On October 25, 1880, a new pilot boat, America, No. 21 was launched for the New York Pilots as a replacement for the William H. Aspinwall, No. 21, that was lost in 1880, off Point Judith, Rhode Island. Belle Dunning broke a champagne bottle over the vessel's bow during the launch. The owners were Captain Weaver and Walter Brewer of New York.

The pilot-boat America, No. 21, was registered with the Record of American and Foreign Shipping from 1882 to 1900 to the N.Y. Pilots as owners and Walter Brewer as captain. She was listed as being built in Bath, Maine, by the Goss & Sawyer shipyard in 1880. She was 79.8 feet long and 75-tons.

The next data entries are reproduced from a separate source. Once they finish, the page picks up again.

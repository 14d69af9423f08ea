#![deny(unsafe_code)]

//! Configuration loading and validation for bramble.
//!
//! Loads TOML configuration files and validates them against expected
//! schemas. Provides the [`AppConfig`] type as the central configuration
//! structure shared by the daemon and the client.

use std::path::Path;

use serde::{Deserialize, Serialize};

/// Errors that can occur during configuration loading and validation.
#[derive(Debug, thiserror::Error)]
pub enum ConfigError {
    #[error("failed to read config file: {0}")]
    Io(#[from] std::io::Error),

    #[error("failed to parse TOML: {0}")]
    Parse(#[from] toml::de::Error),

    #[error("validation error: {0}")]
    Validation(String),
}

/// Top-level application configuration.
#[derive(Debug, Default, Clone, Serialize, Deserialize)]
pub struct AppConfig {
    /// Master daemon configuration.
    #[serde(default)]
    pub daemon: DaemonConfig,

    /// Client-side configuration.
    #[serde(default)]
    pub client: ClientConfig,

    /// Logging configuration.
    #[serde(default)]
    pub logging: LoggingConfig,
}

/// Configuration for the master daemon.
#[derive(Debug, Clone, Serialize, Deserialize)]
pub struct DaemonConfig {
    /// Path of the Unix socket the master binds for client transactions.
    #[serde(default = "default_socket_path")]
    pub socket_path: String,
}

impl Default for DaemonConfig {
    fn default() -> Self {
        Self {
            socket_path: default_socket_path(),
        }
    }
}

fn default_socket_path() -> String {
    "/tmp/bramble.sock".to_string()
}

/// Configuration for one-shot clients.
#[derive(Debug, Clone, Serialize, Deserialize)]
pub struct ClientConfig {
    /// Decimal places kept when generating random insert-many payloads.
    #[serde(default = "default_precision")]
    pub precision: u32,
}

impl Default for ClientConfig {
    fn default() -> Self {
        Self {
            precision: default_precision(),
        }
    }
}

fn default_precision() -> u32 {
    2
}

/// Logging configuration.
#[derive(Debug, Clone, Serialize, Deserialize)]
pub struct LoggingConfig {
    /// Log level filter (e.g. "info", "debug", "trace").
    #[serde(default = "default_log_level")]
    pub level: String,
}

impl Default for LoggingConfig {
    fn default() -> Self {
        Self {
            level: default_log_level(),
        }
    }
}

fn default_log_level() -> String {
    "info".to_string()
}

impl AppConfig {
    /// Load configuration from a TOML file at the given path using async I/O.
    pub async fn load(path: &Path) -> Result<Self, ConfigError> {
        let content = tokio::fs::read_to_string(path).await?;
        Self::parse(&content)
    }

    /// Parse configuration from a TOML string.
    pub fn parse(s: &str) -> Result<Self, ConfigError> {
        let config: AppConfig = toml::from_str(s)?;
        config.validate()?;
        Ok(config)
    }

    /// Validate the configuration.
    pub fn validate(&self) -> Result<(), ConfigError> {
        if self.daemon.socket_path.is_empty() {
            return Err(ConfigError::Validation(
                "daemon.socket_path must not be empty".to_string(),
            ));
        }
        if self.client.precision > 7 {
            // f32 carries ~7 significant decimal digits; more is noise.
            return Err(ConfigError::Validation(format!(
                "client.precision {} exceeds f32 precision (max 7)",
                self.client.precision
            )));
        }
        Ok(())
    }
}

Captain Joseph Henderson was attached to the pilot boat, America, No. 21, in the Great Blizzard of 1888, and at the time of his death on October 8, 1890. During the blizzard, the America was cruising off Fire Island when she got caught up in the winter storm, but came safely into port.

On May 17, 1895, the Life Savers' Benevolent Association presented gold medals and money to the crew of the pilot-boat America No. 21, for saving the crew of nine men off the American schooner Rose Esterbrook. Pilots James Jackson, Edward Develin, and Henry Hoiz received gold medals.

On July 23, 1988, A. H. Murphy Jr. of the pilot boat America No. 21, met Captain Andrews of the Dark Secret, 432 miles out from New York, who feel into bad weather and had to return to the New York harbor.

===End of service===

On February 1, 1896, the New York Pilots discarded sixteen sailboats and moved them to the Erie Basin in Brooklyn. They were replaced with steam pilot boats. The America, was sold for $5,500.

On April 19, 1897, a new America, No. 1 was built for Captain James H. Reid, of Boston and designed from the line drawings by Thomas F. McManus of Boston. She was launched from the shipyard of John Bishop of Gloucester, Massachusetts. Pilots James H. Reid Jr., and Bruce B. McLean were assigned to the new boat.